● **WHAT TO DO**
When a line in the entries below contains "WorkflowState", tally it; give the tally with nothing added.

Stored data:
========

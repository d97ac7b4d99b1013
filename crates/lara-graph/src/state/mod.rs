//! Workflow state abstraction
//!
//! Defines how a step's partial output is folded into the shared state
//! record. Steps never mutate state directly: they return an update and the
//! runner calls [`WorkflowState::apply_update`] between steps.

mod merge;

pub use merge::{Append, FieldSpec, MergeStrategy, Overwrite, Reducer};

/// Trait for partial updates produced by a step
pub trait StateUpdate: Clone + Send + Sync + 'static {
    /// Create an empty (no-op) update
    fn empty() -> Self;

    /// Check if this update has no effect
    fn is_empty(&self) -> bool;
}

/// Trait for workflow state owned by the graph runner
///
/// # Example
///
/// ```ignore
/// declare_state! {
///     pub struct CounterState => CounterUpdate {
///         label: String => Overwrite,
///         events: Vec<String> => Append,
///     }
/// }
///
/// impl WorkflowState for CounterState {
///     type Update = CounterUpdate;
///
///     fn apply_update(&self, update: Self::Update) -> Self {
///         let mut next = self.clone();
///         next.merge(update);
///         next
///     }
/// }
/// ```
pub trait WorkflowState: Clone + Send + Sync + 'static {
    /// The update type produced by steps
    type Update: StateUpdate;

    /// Apply an update to produce a new state
    ///
    /// This should be a pure function - the original state is not modified.
    fn apply_update(&self, update: Self::Update) -> Self;

    /// Apply several updates in order
    fn apply_updates(&self, updates: Vec<Self::Update>) -> Self {
        updates
            .into_iter()
            .fold(self.clone(), |state, update| state.apply_update(update))
    }
}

========

● **WRITTEN REPLY**
3